Storms kill scores in China, India

Tropical storm Prapiroon has swept across south China, leaving a trail of destruction with more than 70 people reported dead or missing while in India, monsoon rains killed another 16 people.

Landslides and floods destroyed more than 6,000 homes

Prapiroon – aptly named after the Thai god of rain – had  killed 57 and another 16 were missing, the China News Service said, citing preliminary statistics from local  governments.

“It’s still raining heavily, and the situation is pretty  serious,” an official told AFP from the flood control headquarters  in Guangxi region, where the eye of the storm was located early on Sunday.

In densely populated Guangdong province, so far the most severely affected part of China, the death toll stood at 38, with another 14 missing, according to the news service.

In Guangxi, immediately to the west of Guangdong, 19 were confirmed killed while two were missing, it said.

Tragedy struck in Luming, a hamlet in a mountainous part of Guangxi, when a landslide engulfed the home of a family of four,  killing three of them, a local official said.

“Only one man survived,” said Qin Jiexia, a spokeswoman of the flood control official in Heng county, where Luming is located.

“He lost his wife, his daughter, and his sister-in-law.”

Downgrade

In Fenghuang township, also part of Guangxi, at least six  farmhands died when early on Saturday a flood swept away the temporary shelter they had built for the night to stay dry, state-run Xinhua news agency said.
 

The storm continues to impactthe lives of millions of people
The storm continues to impactthe lives of millions of people

The storm continues to impact
the lives of millions of people

Although Prapiroon had now been downgraded from a typhoon to a tropical storm, it continued to impact the lives of millions of people.

A total of 6,400 houses had been toppled by landslides and  floods, and crops on 172,00 hectares (425,000 acres) of farmland had  been destroyed, according to the agency.
  
Prapiroon was southern China’s sixth typhoon of the season, which started more than a month earlier than usual with Typhoon Chanchu. It made landfall on May 18.

More than 1,400 people have been killed in China due to typhoons  this season, according to the Red Cross, which this week appealed for 3.8 million euros (five million dollars) to help survivors.

India floods
  
Another 16 people were reported killed in floods triggered by heavy monsoon rains in southern India on Sunday, taking the toll in the past five days to 62, officials said.

The Godavari River in Andhra Pradesh rose three metres above the danger mark, prompting authorities to move about 14,000  families to relief camps, the Press Trust of India quoted unnamed officials as saying.
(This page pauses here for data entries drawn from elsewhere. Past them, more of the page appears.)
#[cfg(test)]
mod tests {
    use super::*;
    use chrono::NaiveDate;

    fn key(camera: Camera) -> StatusKey {
        StatusKey::new(NaiveDate::from_ymd_opt(2024, 1, 15).unwrap(), 1, camera)
    }

    fn record(camera: Camera, status: StatusCode, size_mb: u64) -> StatusRecord {
        StatusRecord {
            key: key(camera),
            status,
            size_mb,
            comments: None,
        }
    }

    #[test]
    fn test_validate_table_name() {
        assert!(validate_table_name("mp4_status").is_ok());
        assert!(validate_table_name("_scratch2").is_ok());
        assert!(validate_table_name("").is_err());
        assert!(validate_table_name("2fast").is_err());
        assert!(validate_table_name("mp4 status").is_err());
        assert!(validate_table_name("x\"; DROP TABLE y; --").is_err());
        assert!(validate_table_name("sqlite_master").is_err());
    }

    #[test]
    fn test_diff_classifies_rows() {
        let mut existing = HashMap::new();
        existing.insert(
            key(Camera::Monitor),
            StatusRow {
                key: key(Camera::Monitor),
                status: StatusCode::Complete,
                size_mb: Some(250),
                comments: Some("reviewed".to_string()),
            },
        );
        existing.insert(
            key(Camera::CartLt4),
            StatusRow {
                key: key(Camera::CartLt4),
                status: StatusCode::Missing,
                size_mb: Some(0),
                comments: None,
            },
        );

        let records = vec![
            record(Camera::Monitor, StatusCode::Complete, 250),
            record(Camera::CartLt4, StatusCode::Incomplete, 140),
            record(Camera::General3, StatusCode::Missing, 0),
        ];
        let diff = diff_status(&existing, &records);

        assert_eq!(diff.unchanged, 1);
        assert_eq!(diff.changed.len(), 1);
        assert_eq!(diff.changed[0].old_status, StatusCode::Missing);
        assert_eq!(diff.changed[0].new_size_mb, 140);
        assert_eq!(diff.inserted.len(), 1);
        assert_eq!(diff.inserted[0].key.camera, Camera::General3);
    }

    #[test]
    fn test_pending_records_take_latest_per_key() {
        let mut existing = HashMap::new();
        existing.insert(
            key(Camera::Monitor),
            StatusRow {
                key: key(Camera::Monitor),
                status: StatusCode::Missing,
                size_mb: Some(0),
                comments: None,
            },
        );
        let records = vec![
            record(Camera::Monitor, StatusCode::Incomplete, 50),
            record(Camera::General3, StatusCode::Missing, 0),
            record(Camera::Monitor, StatusCode::Complete, 300),
        ];
        let diff = diff_status(&existing, &records);
        let pending = pending_records(&diff, &records);

        assert_eq!(pending.len(), 3);
        assert_eq!(pending[0].key.camera, Camera::General3);
        // Both changes of Monitor resolve to the last record in the batch.
        assert!(pending[1..]
            .iter()
            .all(|r| r.key.camera == Camera::Monitor && r.size_mb == 300));
    }

    #[test]
    fn test_diff_counts_comment_override_as_change() {
        let mut existing = HashMap::new();
        existing.insert(
            key(Camera::Monitor),
            StatusRow {
                key: key(Camera::Monitor),
                status: StatusCode::Complete,
                size_mb: Some(250),
                comments: Some("reviewed".to_string()),
            },
        );
        let mut same = record(Camera::Monitor, StatusCode::Complete, 250);
        same.comments = Some("reviewed".to_string());
        assert_eq!(diff_status(&existing, &[same.clone()]).unchanged, 1);

        same.comments = Some("re-exported".to_string());
        assert_eq!(diff_status(&existing, &[same]).changed.len(), 1);
    }
}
More than a dozen helicopters, naval boats, and many small mechanised boats were pressed into service to rescue people.

Unrelenting rains also lashed western Maharashtra state, where 15 people died and more than 10,000 people moved to safer places over the weekend after the Godavari, which begins in the state, crossed the danger mark in several places.

The weather office predicted more rains in Maharashtra over the next 12 hours.

Heavy monsoon rains, which sweep India from late May to  September, also caused flooding in large parts of the Maharashtra state capital Mumbai, bringing rail and road traffic to a halt in the country’s financial centre.

The latest deaths brought the nationwide toll since the start of monsoon season in mid-May to 432.